__REQUIRED ACTION__:
Hunt through the lines below for the string "compare" and copy each one that has it.

========

//! Query engine: pure functions deriving views from a collection.
//!
//! Nothing here mutates its input. Filtering and sorting borrow records and
//! return new sequences of references, so a view never copies record data.

use crate::{error::Result, Book, Error, Field};
use serde::{Deserialize, Serialize};
use std::cmp::Ordering;
use std::collections::BTreeSet;
use std::fmt;
use std::str::FromStr;

/// Default number of records per page.
pub const DEFAULT_PAGE_SIZE: usize = 50;

/// How many numbered pages to show either side of the current one.
pub const DEFAULT_PAGE_DELTA: usize = 2;

/// Direction of a sort.
#[derive(Debug, Clone, Copy, Default, PartialEq, Eq, Serialize, Deserialize)]
#[serde(rename_all = "lowercase")]
pub enum SortOrder {
    #[default]
    Asc,
    Desc,
}

impl fmt::Display for SortOrder {
    fn fmt(&self, f: &mut fmt::Formatter<'_>) -> fmt::Result {
        match self {
            SortOrder::Asc => write!(f, "asc"),
            SortOrder::Desc => write!(f, "desc"),
        }
    }
}

impl FromStr for SortOrder {
    type Err = Error;

    fn from_str(s: &str) -> Result<Self> {
        match s {
            "asc" => Ok(SortOrder::Asc),
            "desc" => Ok(SortOrder::Desc),
            other => Err(Error::InvalidSortOrder(other.to_string())),
        }
    }
}

/// Whether `book` matches a lowercase search needle.
///
/// Scanned, in order: id, the five columns, and the modified flag
/// (as `true`/`false`).
fn matches_search(book: &Book, needle: &str) -> bool {
    let contains = |text: &str| text.to_lowercase().contains(needle);

    contains(&book.id.to_string())
        || Field::ALL
            .into_iter()
            .any(|field| contains(&book.text(field)))
        || contains(if book.modified { "true" } else { "false" })
}

/// Records matching a free-text search and an exact genre.
///
/// An empty `search` or `genre` does not restrict. Search is
/// case-insensitive substring matching; genre must match exactly.
pub fn filter<'a>(data: &'a [Book], search: &str, genre: &str) -> Vec<&'a Book> {
    let needle = search.to_lowercase();

    data.iter()
        .filter(|book| search.is_empty() || matches_search(book, &needle))
        .filter(|book| genre.is_empty() || book.genre == genre)
        .collect()
}

fn compare(a: &Book, b: &Book, field: Field) -> Ordering {
    match field {
        Field::PublishedYear => a.published_year.cmp(&b.published_year),
        _ => a
            .text(field)
            .to_lowercase()
            .cmp(&b.text(field).to_lowercase()),
    }
}

/// A stably sorted copy of `data`.
///
/// With no field the input order is kept. Years compare as integers, other
/// fields as lowercase text. Descending flips the comparison, so equal keys
/// stay in input order in both directions.
pub fn sort<'a>(data: &[&'a Book], field: Option<Field>, order: SortOrder) -> Vec<&'a Book> {
    let mut sorted = data.to_vec();
    let Some(field) = field else {
        return sorted;
    };

    sorted.sort_by(|a, b| {
        let ordering = compare(a, b, field);
        match order {
            SortOrder::Asc => ordering,
            SortOrder::Desc => ordering.reverse(),
        }
    });
    sorted
}

/// Distinct values of `field`, ascending by their text form.
///
/// Years are ordered as text too, so `"999"` sorts after `"2001"`.
pub fn unique_values<'a, I>(data: I, field: Field) -> Vec<String>
where
    I: IntoIterator<Item = &'a Book>,
{
    data.into_iter()
        .map(|book| book.text(field).into_owned())
        .collect::<BTreeSet<_>>()
        .into_iter()
        .collect()
}

/// One page of a sequence plus the numbers a pagination control needs.
#[derive(Debug, Clone, PartialEq, Eq, Serialize, Deserialize)]
#[serde(rename_all = "camelCase")]
pub struct Page<T> {
    pub items: Vec<T>,
    pub page: usize,
    pub page_size: usize,
    pub total_pages: usize,
    pub total_items: usize,
    /// Offset of the first item of this page
    pub start_index: usize,
    /// Offset one past the last item, clamped to `total_items`
    pub end_index: usize,
    pub has_next: bool,
    pub has_prev: bool,
}

impl<T> Page<T> {
    /// 1-based inclusive range of displayed items, `None` if the page is empty.
    pub fn showing(&self) -> Option<(usize, usize)> {
        if self.items.is_empty() {
            None
        } else {
            Some((self.start_index + 1, self.start_index + self.items.len()))
        }
    }

    /// Convert the items, keeping the page numbers.
    pub fn map<U>(self, f: impl FnMut(T) -> U) -> Page<U> {
        Page {
            items: self.items.into_iter().map(f).collect(),
            page: self.page,
            page_size: self.page_size,
            total_pages: self.total_pages,
            total_items: self.total_items,
            start_index: self.start_index,
            end_index: self.end_index,
            has_next: self.has_next,
            has_prev: self.has_prev,
        }
    }
}

/// Slice out page `page` (1-based) of `data`.
///
/// A page outside `1..=total_pages` yields no items rather than an error.
/// A page size of 0 is treated as 1.
pub fn paginate<T: Clone>(data: &[T], page: usize, page_size: usize) -> Page<T> {
    let page_size = page_size.max(1);
    let total_items = data.len();
    let total_pages = total_items.div_ceil(page_size);

    let start_index = page.saturating_sub(1).saturating_mul(page_size);
    let end_index = start_index.saturating_add(page_size).min(total_items);
    let items = if page == 0 || start_index >= total_items {
        Vec::new()
    } else {
        data[start_index..end_index].to_vec()
    };
    let end_index = if page == 0 { 0 } else { end_index };

    Page {
        items,
        page,
        page_size,
        total_pages,
        total_items,
        start_index,
        end_index,
        has_next: page < total_pages,
        has_prev: page > 1,
    }
}

/// An entry in the numbered part of a pagination control.
#[derive(Debug, Clone, Copy, PartialEq, Eq, Serialize, Deserialize)]
#[serde(tag = "kind", content = "page", rename_all = "lowercase")]
pub enum PageLink {
    Page(usize),
    Ellipsis,
}

/// Numbered page buttons around `current`.
///
/// Always shows the first and last page, every page within `delta` of the
/// current one, and an ellipsis where a run of pages is skipped. Empty when
/// there is at most one page.
pub fn page_links(current: usize, total_pages: usize, delta: usize) -> Vec<PageLink> {
    if total_pages <= 1 {
        return Vec::new();
    }

    let low = current.saturating_sub(delta).max(2);
    let high = current.saturating_add(delta).min(total_pages - 1);

    let mut links = vec![PageLink::Page(1)];
    if current.saturating_sub(delta) > 2 {
        links.push(PageLink::Ellipsis);
    }
    links.extend((low..=high).map(PageLink::Page));
    if current.saturating_add(delta) < total_pages - 1 {
        links.push(PageLink::Ellipsis);
    }
    links.push(PageLink::Page(total_pages));
    links
}

/// Aggregate counts over a collection.
#[derive(Debug, Clone, Copy, Default, PartialEq, Eq, Serialize, Deserialize)]
#[serde(rename_all = "camelCase")]
pub struct Statistics {
    pub total_records: usize,
    pub modified_records: usize,
    pub unique_genres: usize,
    pub unique_authors: usize,
}

/// Count records, modified records, and distinct genres and authors.
pub fn statistics(data: &[Book]) -> Statistics {
    let genres: BTreeSet<&str> = data.iter().map(|b| b.genre.as_str()).collect();
    let authors: BTreeSet<&str> = data.iter().map(|b| b.author.as_str()).collect();

    Statistics {
        total_records: data.len(),
        modified_records: data.iter().filter(|b| b.modified).count(),
        unique_genres: genres.len(),
        unique_authors: authors.len(),
    }
}

#[cfg(test)]
mod tests {
    use super::*;

    fn library() -> Vec<Book> {
        vec![
            Book::new(1, "Emma", "Jane Austen", "Fiction", 1815, "978-1"),
            Book::new(2, "dracula", "Bram Stoker", "Horror", 1897, "978-2"),
            Book::new(3, "Beloved", "Toni Morrison", "Fiction", 1987, "978-3"),
            Book::new(4, "Carrie", "Stephen King", "Horror", 1974, "978-4"),
            Book::new(5, "Amsterdam", "Ian McEwan", "fiction", 1998, "978-5"),
        ]
    }

    fn ids(books: &[&Book]) -> Vec<u64> {
        books.iter().map(|b| b.id).collect()
    }

    #[test]
    fn filter_by_genre_exact() {
        let data = library();
        let result = filter(&data, "", "Fiction");
        assert_eq!(ids(&result), vec![1, 3]);
    }

    #[test]
    fn filter_search_case_insensitive() {
        let data = library();
        assert_eq!(ids(&filter(&data, "AUSTEN", "")), vec![1]);
        assert_eq!(ids(&filter(&data, "DRAC", "")), vec![2]);
        assert_eq!(ids(&filter(&data, "ST", "Horror")), vec![2, 4]);
    }

    #[test]
    fn filter_search_scans_year_and_id() {
        let data = library();
        assert_eq!(ids(&filter(&data, "1987", "")), vec![3]);
        assert_eq!(ids(&filter(&data, "978-5", "")), vec![5]);
    }

    #[test]
    fn filter_search_scans_modified_flag() {
        let mut data = library();
        data[3].modified = true;
        assert_eq!(ids(&filter(&data, "true", "")), vec![4]);
    }

    #[test]
    fn filter_empty_passes_everything() {
        let data = library();
        assert_eq!(filter(&data, "", "").len(), 5);
    }

    #[test]
    fn sort_without_field_keeps_order() {
        let data = library();
        let all = filter(&data, "", "");
        assert_eq!(ids(&sort(&all, None, SortOrder::Desc)), vec![1, 2, 3, 4, 5]);
    }

    #[test]
    fn sort_text_case_insensitive() {
        let data = library();
        let all = filter(&data, "", "");
        let sorted = sort(&all, Some(Field::Title), SortOrder::Asc);
        // Amsterdam, Beloved, Carrie, dracula, Emma
        assert_eq!(ids(&sorted), vec![5, 3, 4, 2, 1]);
    }

    #[test]
    fn sort_year_numeric() {
        let mut data = library();
        data[0].published_year = 999;
        let all = filter(&data, "", "");
        let sorted = sort(&all, Some(Field::PublishedYear), SortOrder::Desc);
        assert_eq!(ids(&sorted), vec![5, 3, 4, 2, 1]);
    }

    #[test]
    fn sort_desc_is_stable() {
        let data = library();
        let all = filter(&data, "", "");
        let sorted = sort(&all, Some(Field::Genre), SortOrder::Desc);
        // horror ties keep 2 before 4, fiction ties keep 1, 3, 5
        assert_eq!(ids(&sorted), vec![2, 4, 1, 3, 5]);
    }

    #[test]
    fn sort_does_not_touch_input() {
        let data = library();
        let all = filter(&data, "", "");
        let _ = sort(&all, Some(Field::Title), SortOrder::Asc);
        assert_eq!(ids(&all), vec![1, 2, 3, 4, 5]);
    }

    #[test]
    fn sort_order_parse() {
        assert_eq!("asc".parse::<SortOrder>().unwrap(), SortOrder::Asc);
        assert_eq!("desc".parse::<SortOrder>().unwrap(), SortOrder::Desc);
        assert!(matches!(
            "DESC".parse::<SortOrder>(),
            Err(Error::InvalidSortOrder(_))
        ));
    }

    #[test]
    fn unique_genres_sorted_case_sensitive() {
        let data = library();
        assert_eq!(
            unique_values(&data, Field::Genre),
            vec!["Fiction", "Horror", "fiction"]
        );
    }

    #[test]
    fn unique_years_sort_as_text() {
        let mut data = library();
        data[0].published_year = 999;
        data[1].published_year = 1987;
        assert_eq!(
            unique_values(&data, Field::PublishedYear),
            vec!["1974", "1987", "1998", "999"]
        );
    }

    #[test]
    fn paginate_last_partial_page() {
        let data: Vec<usize> = (0..120).collect();
        let page = paginate(&data, 3, 50);

        assert_eq!(page.items, (100..120).collect::<Vec<_>>());
        assert_eq!(page.total_pages, 3);
        assert_eq!(page.total_items, 120);
        assert_eq!(page.start_index, 100);
        assert_eq!(page.end_index, 120);
        assert!(!page.has_next);
        assert!(page.has_prev);
        assert_eq!(page.showing(), Some((101, 120)));
    }

    #[test]
    fn paginate_first_page() {
        let data: Vec<usize> = (0..120).collect();
        let page = paginate(&data, 1, 50);

        assert_eq!(page.items.len(), 50);
        assert_eq!(page.end_index, 50);
        assert!(page.has_next);
        assert!(!page.has_prev);
    }

    #[test]
    fn paginate_empty() {
        let data: Vec<usize> = Vec::new();
        let page = paginate(&data, 1, 50);

        assert!(page.items.is_empty());
        assert_eq!(page.total_pages, 0);
        assert_eq!(page.end_index, 0);
        assert!(!page.has_next);
        assert_eq!(page.showing(), None);
    }

    #[test]
    fn paginate_out_of_range() {
        let data: Vec<usize> = (0..10).collect();

        let beyond = paginate(&data, 7, 5);
        assert!(beyond.items.is_empty());
        assert_eq!(beyond.start_index, 30);
        assert_eq!(beyond.end_index, 10);
        assert!(beyond.has_prev);
        assert!(!beyond.has_next);

        let zero = paginate(&data, 0, 5);
        assert!(zero.items.is_empty());
        assert_eq!(zero.start_index, 0);
        assert_eq!(zero.end_index, 0);
        assert!(zero.has_next);
        assert!(!zero.has_prev);
    }

    #[test]
    fn paginate_zero_page_size() {
        let data: Vec<usize> = (0..3).collect();
        let page = paginate(&data, 2, 0);
        assert_eq!(page.page_size, 1);
        assert_eq!(page.items, vec![1]);
        assert_eq!(page.total_pages, 3);
    }

    #[test]
    fn page_links_window() {
        use PageLink::{Ellipsis as E, Page as P};

        assert!(page_links(1, 1, 2).is_empty());
        assert_eq!(page_links(1, 3, 2), vec![P(1), P(2), P(3)]);
        assert_eq!(page_links(1, 10, 2), vec![P(1), P(2), P(3), E, P(10)]);
        assert_eq!(
            page_links(5, 10, 2),
            vec![P(1), E, P(3), P(4), P(5), P(6), P(7), E, P(10)]
        );
        assert_eq!(page_links(10, 10, 2), vec![P(1), E, P(8), P(9), P(10)]);
        assert_eq!(
            page_links(4, 7, 2),
            vec![P(1), P(2), P(3), P(4), P(5), P(6), P(7)]
        );
    }

    #[test]
    fn statistics_counts() {
        let mut data = library();
        data[1].modified = true;
        data[4].author = "Jane Austen".into();

        let stats = statistics(&data);
        assert_eq!(
            stats,
            Statistics {
                total_records: 5,
                modified_records: 1,
                unique_genres: 3,
                unique_authors: 4,
            }
        );
    }
}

========

__YOUR RESPONSE__:
fn compare(a: &Book, b: &Book, field: Field) -> Ordering {
/// With no field the input order is kept. Years compare as integers, other
        let ordering = compare(a, b, field);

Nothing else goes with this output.